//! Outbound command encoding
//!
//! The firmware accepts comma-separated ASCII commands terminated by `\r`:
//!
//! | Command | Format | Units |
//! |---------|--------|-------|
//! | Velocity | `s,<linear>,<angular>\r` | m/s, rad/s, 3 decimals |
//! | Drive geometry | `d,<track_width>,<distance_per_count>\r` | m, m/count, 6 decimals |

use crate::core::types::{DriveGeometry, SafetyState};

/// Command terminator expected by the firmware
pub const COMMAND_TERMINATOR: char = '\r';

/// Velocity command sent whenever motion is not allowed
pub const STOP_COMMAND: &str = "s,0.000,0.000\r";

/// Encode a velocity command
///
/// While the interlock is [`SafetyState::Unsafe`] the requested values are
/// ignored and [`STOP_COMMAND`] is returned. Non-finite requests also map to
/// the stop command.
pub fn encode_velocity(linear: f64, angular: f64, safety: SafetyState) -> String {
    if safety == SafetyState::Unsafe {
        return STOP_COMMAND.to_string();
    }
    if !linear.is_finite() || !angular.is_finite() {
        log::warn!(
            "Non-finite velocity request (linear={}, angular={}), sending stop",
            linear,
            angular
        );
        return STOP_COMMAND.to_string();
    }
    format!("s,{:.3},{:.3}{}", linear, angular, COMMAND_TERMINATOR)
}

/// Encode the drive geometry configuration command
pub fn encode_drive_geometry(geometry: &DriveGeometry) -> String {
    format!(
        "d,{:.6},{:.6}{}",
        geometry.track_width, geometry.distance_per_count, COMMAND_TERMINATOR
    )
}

● **WHAT YOU HAVE TO DO**:
Show the lines of the records that include the string "DriveGeometry".

● **RESULT OF THE EXERCISE**:
use crate::core::types::{DriveGeometry, SafetyState};
pub fn encode_drive_geometry(geometry: &DriveGeometry) -> String {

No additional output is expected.